(Exercise goal): Entries follow. Give back exactly the lines starting at the one containing "let handle = outcome.value;" and ending at the one containing "item.mark_job_failed(handle.status, handle.failure_reason);", and no other lines.

(Supplied entries):

--------------------------------

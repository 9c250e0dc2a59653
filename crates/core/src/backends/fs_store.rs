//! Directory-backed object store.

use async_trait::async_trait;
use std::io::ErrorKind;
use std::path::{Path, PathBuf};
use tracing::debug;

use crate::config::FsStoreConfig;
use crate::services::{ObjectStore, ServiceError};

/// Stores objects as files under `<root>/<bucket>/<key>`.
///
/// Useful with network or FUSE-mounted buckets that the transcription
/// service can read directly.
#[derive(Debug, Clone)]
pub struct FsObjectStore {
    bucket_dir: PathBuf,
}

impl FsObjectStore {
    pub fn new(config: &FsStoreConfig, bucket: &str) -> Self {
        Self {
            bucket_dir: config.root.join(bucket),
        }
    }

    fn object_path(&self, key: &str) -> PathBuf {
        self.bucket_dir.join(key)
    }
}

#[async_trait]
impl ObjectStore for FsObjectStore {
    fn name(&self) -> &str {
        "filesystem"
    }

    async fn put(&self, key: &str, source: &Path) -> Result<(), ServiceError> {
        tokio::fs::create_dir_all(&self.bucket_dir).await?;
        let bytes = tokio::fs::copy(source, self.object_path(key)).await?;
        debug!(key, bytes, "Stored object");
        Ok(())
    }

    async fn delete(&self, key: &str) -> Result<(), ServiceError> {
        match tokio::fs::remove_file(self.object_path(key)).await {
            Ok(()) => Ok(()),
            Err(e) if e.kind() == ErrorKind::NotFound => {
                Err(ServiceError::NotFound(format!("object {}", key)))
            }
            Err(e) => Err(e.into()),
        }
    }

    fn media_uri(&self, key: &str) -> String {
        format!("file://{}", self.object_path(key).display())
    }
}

--------------------------------

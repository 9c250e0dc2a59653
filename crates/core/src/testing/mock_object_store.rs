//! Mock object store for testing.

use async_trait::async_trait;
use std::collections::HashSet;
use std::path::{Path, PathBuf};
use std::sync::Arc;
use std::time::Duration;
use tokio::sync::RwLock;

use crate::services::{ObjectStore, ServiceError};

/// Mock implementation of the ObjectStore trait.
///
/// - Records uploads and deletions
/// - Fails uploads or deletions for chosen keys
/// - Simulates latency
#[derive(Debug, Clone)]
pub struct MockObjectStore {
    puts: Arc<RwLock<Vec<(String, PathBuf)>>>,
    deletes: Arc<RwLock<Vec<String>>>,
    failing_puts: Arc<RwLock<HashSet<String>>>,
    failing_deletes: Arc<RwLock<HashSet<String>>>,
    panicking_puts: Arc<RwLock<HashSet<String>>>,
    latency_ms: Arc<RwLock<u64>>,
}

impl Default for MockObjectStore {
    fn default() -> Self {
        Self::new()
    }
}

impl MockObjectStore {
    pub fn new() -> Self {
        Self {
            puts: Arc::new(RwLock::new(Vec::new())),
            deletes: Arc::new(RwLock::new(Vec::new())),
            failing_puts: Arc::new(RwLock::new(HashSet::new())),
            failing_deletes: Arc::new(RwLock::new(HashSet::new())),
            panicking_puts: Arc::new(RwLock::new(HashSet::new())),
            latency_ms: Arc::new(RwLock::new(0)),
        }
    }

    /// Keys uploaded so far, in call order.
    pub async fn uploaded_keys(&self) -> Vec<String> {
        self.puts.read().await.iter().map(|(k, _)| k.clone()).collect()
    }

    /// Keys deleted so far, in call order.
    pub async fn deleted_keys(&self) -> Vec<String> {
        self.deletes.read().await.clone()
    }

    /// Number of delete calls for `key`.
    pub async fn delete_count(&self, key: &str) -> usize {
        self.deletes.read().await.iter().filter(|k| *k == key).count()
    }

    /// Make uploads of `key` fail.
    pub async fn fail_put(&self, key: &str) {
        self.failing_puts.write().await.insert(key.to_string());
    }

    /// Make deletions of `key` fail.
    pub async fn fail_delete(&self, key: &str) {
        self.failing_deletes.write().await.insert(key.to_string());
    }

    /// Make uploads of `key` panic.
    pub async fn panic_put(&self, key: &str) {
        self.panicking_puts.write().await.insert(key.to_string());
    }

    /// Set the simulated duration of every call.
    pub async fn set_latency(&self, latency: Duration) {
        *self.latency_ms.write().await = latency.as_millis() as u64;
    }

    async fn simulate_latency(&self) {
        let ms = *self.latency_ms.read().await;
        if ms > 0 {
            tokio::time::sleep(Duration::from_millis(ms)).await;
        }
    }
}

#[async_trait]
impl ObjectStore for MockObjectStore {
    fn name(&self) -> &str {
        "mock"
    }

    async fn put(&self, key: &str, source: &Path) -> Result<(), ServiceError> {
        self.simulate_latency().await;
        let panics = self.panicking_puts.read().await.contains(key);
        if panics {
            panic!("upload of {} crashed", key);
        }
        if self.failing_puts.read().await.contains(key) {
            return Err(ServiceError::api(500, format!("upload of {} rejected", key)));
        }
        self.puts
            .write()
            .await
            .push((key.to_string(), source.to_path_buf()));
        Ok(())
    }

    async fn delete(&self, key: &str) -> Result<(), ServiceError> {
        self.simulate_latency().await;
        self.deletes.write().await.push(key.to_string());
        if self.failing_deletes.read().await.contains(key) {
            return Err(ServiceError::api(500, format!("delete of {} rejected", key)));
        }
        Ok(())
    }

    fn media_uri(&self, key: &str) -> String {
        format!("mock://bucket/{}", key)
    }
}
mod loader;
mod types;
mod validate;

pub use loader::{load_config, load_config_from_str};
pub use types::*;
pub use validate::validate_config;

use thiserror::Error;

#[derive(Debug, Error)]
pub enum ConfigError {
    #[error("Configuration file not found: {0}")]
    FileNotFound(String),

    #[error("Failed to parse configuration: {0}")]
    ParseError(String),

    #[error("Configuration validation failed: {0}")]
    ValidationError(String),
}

--------------------------------

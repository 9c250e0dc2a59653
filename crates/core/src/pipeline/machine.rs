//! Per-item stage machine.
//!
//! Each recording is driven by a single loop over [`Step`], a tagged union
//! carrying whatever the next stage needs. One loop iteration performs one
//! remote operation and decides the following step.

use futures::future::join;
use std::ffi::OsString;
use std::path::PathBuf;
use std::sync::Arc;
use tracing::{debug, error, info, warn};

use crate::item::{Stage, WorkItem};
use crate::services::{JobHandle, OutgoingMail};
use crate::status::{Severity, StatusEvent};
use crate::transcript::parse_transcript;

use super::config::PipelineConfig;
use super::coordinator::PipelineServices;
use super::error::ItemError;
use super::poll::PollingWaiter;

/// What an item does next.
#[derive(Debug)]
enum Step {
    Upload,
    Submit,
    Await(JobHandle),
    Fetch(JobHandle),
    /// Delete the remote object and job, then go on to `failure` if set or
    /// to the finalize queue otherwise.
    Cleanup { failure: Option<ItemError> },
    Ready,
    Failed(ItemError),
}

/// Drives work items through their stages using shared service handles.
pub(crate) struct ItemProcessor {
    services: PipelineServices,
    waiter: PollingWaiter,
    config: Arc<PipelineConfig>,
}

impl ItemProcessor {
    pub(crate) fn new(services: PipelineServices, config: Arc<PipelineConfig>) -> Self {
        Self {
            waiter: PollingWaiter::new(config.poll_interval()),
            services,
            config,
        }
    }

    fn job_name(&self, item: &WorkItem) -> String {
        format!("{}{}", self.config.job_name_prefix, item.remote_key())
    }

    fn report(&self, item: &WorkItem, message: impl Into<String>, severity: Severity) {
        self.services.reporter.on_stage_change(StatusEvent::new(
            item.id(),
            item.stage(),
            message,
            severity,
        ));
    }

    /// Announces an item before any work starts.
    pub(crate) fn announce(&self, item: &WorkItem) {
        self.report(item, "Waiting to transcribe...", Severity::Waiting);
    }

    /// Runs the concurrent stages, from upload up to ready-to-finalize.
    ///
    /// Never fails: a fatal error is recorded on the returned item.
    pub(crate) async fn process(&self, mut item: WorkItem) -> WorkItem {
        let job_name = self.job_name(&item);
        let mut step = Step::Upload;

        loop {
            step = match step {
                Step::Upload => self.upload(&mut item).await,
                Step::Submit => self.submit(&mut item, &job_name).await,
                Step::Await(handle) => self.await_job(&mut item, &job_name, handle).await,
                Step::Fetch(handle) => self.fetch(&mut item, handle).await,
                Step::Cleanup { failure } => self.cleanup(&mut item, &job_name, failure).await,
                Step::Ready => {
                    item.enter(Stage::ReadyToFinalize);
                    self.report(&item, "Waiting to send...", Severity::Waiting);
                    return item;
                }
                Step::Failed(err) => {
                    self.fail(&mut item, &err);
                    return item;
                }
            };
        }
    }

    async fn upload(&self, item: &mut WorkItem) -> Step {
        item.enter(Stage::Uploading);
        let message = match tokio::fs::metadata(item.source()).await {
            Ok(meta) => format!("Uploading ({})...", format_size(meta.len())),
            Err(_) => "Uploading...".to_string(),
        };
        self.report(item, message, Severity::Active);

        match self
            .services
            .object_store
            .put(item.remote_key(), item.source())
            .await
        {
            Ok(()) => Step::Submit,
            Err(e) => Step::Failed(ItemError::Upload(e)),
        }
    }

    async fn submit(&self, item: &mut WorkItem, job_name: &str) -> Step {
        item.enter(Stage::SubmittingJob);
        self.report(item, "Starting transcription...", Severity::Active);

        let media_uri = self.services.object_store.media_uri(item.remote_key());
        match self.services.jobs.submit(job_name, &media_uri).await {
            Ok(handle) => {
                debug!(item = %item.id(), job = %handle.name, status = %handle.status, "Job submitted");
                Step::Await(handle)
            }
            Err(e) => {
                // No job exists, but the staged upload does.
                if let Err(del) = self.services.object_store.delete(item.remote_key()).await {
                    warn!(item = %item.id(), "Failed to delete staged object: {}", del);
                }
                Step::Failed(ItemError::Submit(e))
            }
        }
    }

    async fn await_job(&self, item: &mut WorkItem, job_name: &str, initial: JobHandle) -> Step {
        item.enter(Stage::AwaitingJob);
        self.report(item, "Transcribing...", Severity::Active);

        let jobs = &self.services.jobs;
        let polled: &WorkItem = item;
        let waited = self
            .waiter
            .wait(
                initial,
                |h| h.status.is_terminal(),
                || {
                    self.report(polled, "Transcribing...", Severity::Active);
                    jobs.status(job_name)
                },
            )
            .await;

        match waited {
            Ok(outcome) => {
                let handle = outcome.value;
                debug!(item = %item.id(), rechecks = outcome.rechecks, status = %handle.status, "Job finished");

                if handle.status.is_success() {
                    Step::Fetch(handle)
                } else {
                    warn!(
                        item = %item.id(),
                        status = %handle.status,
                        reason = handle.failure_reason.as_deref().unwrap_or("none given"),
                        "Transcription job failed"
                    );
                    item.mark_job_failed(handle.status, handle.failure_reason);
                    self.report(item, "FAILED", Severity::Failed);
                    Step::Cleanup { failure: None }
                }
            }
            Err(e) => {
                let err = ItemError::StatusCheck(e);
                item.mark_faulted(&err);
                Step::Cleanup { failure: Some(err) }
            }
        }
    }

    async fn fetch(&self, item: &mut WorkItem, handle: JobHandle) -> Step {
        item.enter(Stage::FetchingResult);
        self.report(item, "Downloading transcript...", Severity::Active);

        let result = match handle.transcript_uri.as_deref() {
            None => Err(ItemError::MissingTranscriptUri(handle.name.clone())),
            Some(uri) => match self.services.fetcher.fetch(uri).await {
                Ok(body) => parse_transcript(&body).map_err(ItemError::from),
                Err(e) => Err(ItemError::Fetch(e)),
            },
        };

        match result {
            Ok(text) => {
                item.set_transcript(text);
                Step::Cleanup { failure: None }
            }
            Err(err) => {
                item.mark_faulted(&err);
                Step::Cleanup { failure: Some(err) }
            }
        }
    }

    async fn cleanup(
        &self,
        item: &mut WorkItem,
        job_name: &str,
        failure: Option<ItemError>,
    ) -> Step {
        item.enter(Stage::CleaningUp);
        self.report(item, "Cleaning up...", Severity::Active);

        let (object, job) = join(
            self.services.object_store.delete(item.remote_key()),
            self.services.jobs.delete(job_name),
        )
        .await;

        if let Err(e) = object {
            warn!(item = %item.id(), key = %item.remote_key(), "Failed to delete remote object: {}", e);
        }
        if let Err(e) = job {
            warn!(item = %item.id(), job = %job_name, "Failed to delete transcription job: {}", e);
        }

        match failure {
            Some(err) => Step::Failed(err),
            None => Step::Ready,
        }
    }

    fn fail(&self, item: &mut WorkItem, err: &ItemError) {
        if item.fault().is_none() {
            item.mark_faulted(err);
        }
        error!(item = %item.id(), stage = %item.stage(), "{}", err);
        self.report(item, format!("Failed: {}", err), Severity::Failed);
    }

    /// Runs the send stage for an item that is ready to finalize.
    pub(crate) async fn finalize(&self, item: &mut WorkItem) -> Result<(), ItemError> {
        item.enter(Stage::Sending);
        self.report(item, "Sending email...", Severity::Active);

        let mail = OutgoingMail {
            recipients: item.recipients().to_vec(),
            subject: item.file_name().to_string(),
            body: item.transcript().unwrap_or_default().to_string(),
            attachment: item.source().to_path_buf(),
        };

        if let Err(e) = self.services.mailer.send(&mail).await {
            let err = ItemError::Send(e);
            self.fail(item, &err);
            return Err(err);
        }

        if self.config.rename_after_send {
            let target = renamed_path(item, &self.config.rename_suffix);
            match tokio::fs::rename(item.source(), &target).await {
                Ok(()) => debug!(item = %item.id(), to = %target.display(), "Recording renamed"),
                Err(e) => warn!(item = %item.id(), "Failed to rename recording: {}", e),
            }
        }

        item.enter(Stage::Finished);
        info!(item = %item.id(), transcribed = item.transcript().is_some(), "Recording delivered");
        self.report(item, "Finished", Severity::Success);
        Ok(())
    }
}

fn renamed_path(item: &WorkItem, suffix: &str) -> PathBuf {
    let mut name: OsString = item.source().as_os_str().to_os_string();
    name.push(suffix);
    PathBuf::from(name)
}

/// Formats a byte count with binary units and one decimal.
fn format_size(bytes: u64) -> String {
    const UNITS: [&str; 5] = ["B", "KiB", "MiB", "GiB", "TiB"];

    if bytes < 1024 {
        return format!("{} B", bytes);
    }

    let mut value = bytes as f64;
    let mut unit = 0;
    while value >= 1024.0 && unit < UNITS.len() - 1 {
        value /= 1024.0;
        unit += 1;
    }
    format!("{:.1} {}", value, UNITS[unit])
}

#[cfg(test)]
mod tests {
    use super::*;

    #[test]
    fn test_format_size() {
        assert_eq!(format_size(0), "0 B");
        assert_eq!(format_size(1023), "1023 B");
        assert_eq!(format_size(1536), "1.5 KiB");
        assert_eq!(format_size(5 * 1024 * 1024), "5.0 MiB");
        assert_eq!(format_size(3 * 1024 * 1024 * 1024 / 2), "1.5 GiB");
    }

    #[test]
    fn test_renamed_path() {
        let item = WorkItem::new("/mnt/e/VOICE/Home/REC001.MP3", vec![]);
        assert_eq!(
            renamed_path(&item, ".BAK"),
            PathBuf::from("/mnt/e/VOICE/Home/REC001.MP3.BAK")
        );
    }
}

--------------------------------

(Response below):
                let handle = outcome.value;
                debug!(item = %item.id(), rechecks = outcome.rechecks, status = %handle.status, "Job finished");

                if handle.status.is_success() {
                    Step::Fetch(handle)
                } else {
                    warn!(
                        item = %item.id(),
                        status = %handle.status,
                        reason = handle.failure_reason.as_deref().unwrap_or("none given"),
                        "Transcription job failed"
                    );
                    item.mark_job_failed(handle.status, handle.failure_reason);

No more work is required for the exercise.